**Exercise**
The word "informational" may appear in the records below. Report how many lines contain it, and write nothing besides the number.

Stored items
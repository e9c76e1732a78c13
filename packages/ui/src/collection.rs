//! # `use_collection` — the list behind every feature view
//!
//! One hook, instantiated once per record kind. It owns a
//! [`RecordList`] signal and knows how to fill and mutate it:
//!
//! - **Load**: on mount the kind's list server function runs once. A failed
//!   fetch swaps in the fixed sample set and raises an informational toast
//!   instead of an error.
//! - **Create**: the server function's returned record is inserted at its
//!   sorted position. On failure an error toast is raised and `false` is
//!   returned so the view keeps its form input.
//! - **Delete**: the record is removed locally whatever the remote outcome;
//!   a failed remote delete only raises a warning toast.

use std::future::Future;

use dioxus::prelude::*;
use store::{Record, RecordList};

use crate::toast::{use_toasts, Toasts};

pub struct Collection<R: Record> {
    list: Signal<RecordList<R>>,
    toasts: Toasts,
}

impl<R: Record> Clone for Collection<R> {
    fn clone(&self) -> Self {
        *self
    }
}

impl<R: Record> Copy for Collection<R> {}

impl<R: Record> Collection<R> {
    pub fn list(&self) -> Signal<RecordList<R>> {
        self.list
    }

    /// Insert the created record, or report the failure. Returns whether
    /// the record was created.
    pub async fn create<F>(&self, create: F) -> bool
    where
        F: Future<Output = Result<R, ServerFnError>>,
    {
        let mut list = self.list;
        match create.await {
            Ok(record) => {
                list.write().insert(record);
                true
            }
            Err(e) => {
                tracing::error!(table = R::TABLE, "create failed: {}", e);
                self.toasts.error(format!("Could not save: {e}"));
                false
            }
        }
    }

    /// Remove `id` locally after asking the server to delete it.
    pub async fn delete<F>(&self, id: String, delete: F)
    where
        F: Future<Output = Result<(), ServerFnError>>,
    {
        let mut list = self.list;
        if let Err(e) = delete.await {
            tracing::warn!(table = R::TABLE, id = %id, "remote delete failed: {}", e);
            self.toasts.warning("Removed here, but the server could not delete it");
        }
        list.write().remove(&id);
    }
}

/// Own a record list loaded once by `fetch`.
///
/// `loading_message` is shown as an informational toast when the fetch fails
/// and the samples are shown instead.
pub fn use_collection<R, F, Fut>(fetch: F, loading_message: &'static str) -> Collection<R>
where
    R: Record,
    F: FnOnce() -> Fut + 'static,
    Fut: Future<Output = Result<Vec<R>, ServerFnError>> + 'static,
{
    let mut list = use_signal(RecordList::<R>::new);
    let toasts = use_toasts();

    use_hook(move || {
        spawn(async move {
            let result = fetch().await;
            let failed = list.write().load(result);
            if let Some(e) = failed {
                tracing::warn!(table = R::TABLE, "list failed, showing samples: {}", e);
                toasts.info(loading_message);
            }
        })
    });

    Collection { list, toasts }
}
use dioxus::prelude::*;

#[component]
pub fn PageHeader(title: String, #[props(default)] subtitle: String) -> Element {
    rsx! {
        header {
            class: "page-header",
            h1 { "{title}" }
            if !subtitle.is_empty() {
                p { class: "page-subtitle", "{subtitle}" }
            }
        }
    }
}
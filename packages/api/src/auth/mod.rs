//! Authentication: the backend's password sign-in, tokens kept in the session.

#[cfg(feature = "server")]
mod session;

#[cfg(feature = "server")]
pub use session::{current_session, require_session, store_session, SESSION_AUTH_KEY};
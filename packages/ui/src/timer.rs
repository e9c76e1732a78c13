//! Platform sleep for UI tasks.

use std::time::Duration;

pub async fn sleep(duration: Duration) {
    #[cfg(target_arch = "wasm32")]
    gloo_timers::future::sleep(duration).await;
    #[cfg(not(target_arch = "wasm32"))]
    tokio::time::sleep(duration).await;
}

/// A seed for picking suggestions; varies from call to call.
pub(crate) fn seed() -> usize {
    #[cfg(target_arch = "wasm32")]
    {
        (js_sys::Math::random() * 1_000_000.0) as usize
    }
    #[cfg(not(target_arch = "wasm32"))]
    {
        chrono::Utc::now().timestamp_subsec_nanos() as usize
    }
}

**Expected output**
2